Leurre
Jonathan se grattait le menton mal rasé pour cause de participation à la protestation. Mais surtout en réalisant qu’un train peut en cacher un autre.
A coté du train gouvernemental à grande vitesse qui veut griller toutes les stations législatives qu’il s’est donné de traverser après avoir forcé la première d’entre elles, il voyait rouler, plus lentement mais obstinément, un convoi tout autrement dangereux pour le citoyen israélien. Ses wagons ne sont pas ceux de la mise sous étouffoir de la justice, de l’annexion de fait des territoires occupés, de la primauté totale donnée à la religion, du durcissement identitaire et sécuritaire, de la reprise en main de l’autonomie de la femme, de la préservation sélective contre les condamnations judiciaires, de l’introduction de la loi religieuse dans l’éducation publique, de la relégation des minorités arabes dans un sous statut national.
Il répertoriait soigneusement ces autres wagons, semi-clandestins. En tête, le néo conservatisme américain. Chargé de son ambition mondiale : imposition des valeurs et du système de la démocratie occidentale, forçage de l’idéologie conservatrice, libéralisme économique, encadrement intellectuel. Suivi du wagon du suprémacisme. Avec en son milieu, la race blanche consolidée par la lutte contre l’immigration, la discrimination par couleur de peau, l’anti universalisme, l’anti progressisme, l’anti multiculturalisme. Puis celui de l’extrême-droite. Bien plein lui aussi, avec le conservatisme social, le nationalisme, l’autoritarisme, la xénophobie et le racisme, l’anti-globalisation, le populisme.

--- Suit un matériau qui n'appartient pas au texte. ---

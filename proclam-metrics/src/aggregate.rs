//! Cross-class aggregation of per-class scores.

use std::fmt;
use std::str::FromStr;

use proclam_core::{ProclamError, Result};

/// Weighting policy used to reduce per-class AUCs to a single score.
#[derive(Debug, Clone, Copy, PartialEq, Eq, Default)]
#[cfg_attr(feature = "serde", derive(serde::Serialize, serde::Deserialize))]
#[cfg_attr(feature = "serde", serde(rename_all = "snake_case"))]
pub enum AveragingScheme {
    /// Every class counts equally (unweighted mean).
    #[default]
    Macro,
    /// Classes are weighted by how many samples carry their label.
    Weighted,
}

impl AveragingScheme {
    /// Parse the optional scheme name given to a metric constructor.
    ///
    /// `None` selects [`AveragingScheme::Macro`].
    ///
    /// # Errors
    ///
    /// Returns an error for an unrecognised name.
    pub fn from_name(name: Option<&str>) -> Result<Self> {
        name.map_or(Ok(Self::Macro), |s| s.parse())
    }

    /// Per-class weights for the given class supports, or `None` for an
    /// unweighted mean.
    pub fn weights(&self, supports: &[usize]) -> Option<Vec<f64>> {
        match self {
            AveragingScheme::Macro => None,
            AveragingScheme::Weighted => Some(supports.iter().map(|&s| s as f64).collect()),
        }
    }
}

impl FromStr for AveragingScheme {
    type Err = ProclamError;

    fn from_str(s: &str) -> Result<Self> {
        match s.trim().to_ascii_lowercase().as_str() {
            "macro" | "equal" | "unweighted" => Ok(Self::Macro),
            "weighted" | "frequency" | "support" => Ok(Self::Weighted),
            other => Err(ProclamError::Parse(format!(
                "unknown averaging scheme '{}'",
                other
            ))),
        }
    }
}

impl fmt::Display for AveragingScheme {
    fn fmt(&self, f: &mut fmt::Formatter<'_>) -> fmt::Result {
        match self {
            AveragingScheme::Macro => write!(f, "macro"),
            AveragingScheme::Weighted => write!(f, "weighted"),
        }
    }
}

/// Weighted mean of the finite entries of `values`.
///
/// NaN entries (undefined per-class scores) are skipped together with their
/// weights. Equal weights are used when `weights` is `None`. Returns NaN if
/// no finite value carries positive weight.
///
/// # Errors
///
/// Returns an error if `values` is empty, the lengths differ, or any weight
/// is negative or non-finite.
pub fn average(values: &[f64], weights: Option<&[f64]>) -> Result<f64> {
    if values.is_empty() {
        return Err(ProclamError::InvalidInput("average of empty values".into()));
    }
    if let Some(w) = weights {
        if w.len() != values.len() {
            return Err(ProclamError::InvalidInput(format!(
                "values length {} != weights length {}",
                values.len(),
                w.len()
            )));
        }
        if let Some(bad) = w.iter().find(|&&x| !x.is_finite() || x < 0.0) {
            return Err(ProclamError::InvalidInput(format!(
                "weights must be finite and non-negative, got {}",
                bad
            )));
        }
    }

    let mut sum = 0.0;
    let mut total_weight = 0.0;
    for (i, &v) in values.iter().enumerate() {
        if !v.is_finite() {
            continue;
        }
        let w = weights.map_or(1.0, |w| w[i]);
        sum += w * v;
        total_weight += w;
    }

    if total_weight == 0.0 {
        return Ok(f64::NAN);
    }
    Ok(sum / total_weight)
}

// ── Tests ──────────────────────────────────────────────────────────────────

Enfin, le petit dernier. Faisant le modeste. Mais trop modeste pour être honnête. Car dédié à l’inoculation à la société israélienne, spécifiquement, des composantes de ses wagons prédécesseurs nourrisseurs. Il lisait même le marquage sur ce wagon : KPF. Chargé, lui, de la production continue de notes et dossiers sur tous les aspects de la vie publiques, propagatrice de la bonne idéologie. De la pénétration, de l’encadrement et du pilotage du personnel politique adoubé. De la conception politique programmatrice et de la consolidation de son portage. De la constitution, de l’entretien financier et de la stimulation d’un réseau d’ONG bienveillant. De l’alimentation argumentaire, stratégique et tactique, et autres, des forces politiques et religieuses favorites.
Trop pacifique pour être chasseur, il connaissait cependant la technique du leurre. Sa réflexion le poussait ainsi à se demander si, habileté ultime, la cible du Premier ministre n’était pas le leurre, agité devant le regard courroucé de l’opposition aux réformes législatives en cours à la Knesset. Selon deux hypothèses.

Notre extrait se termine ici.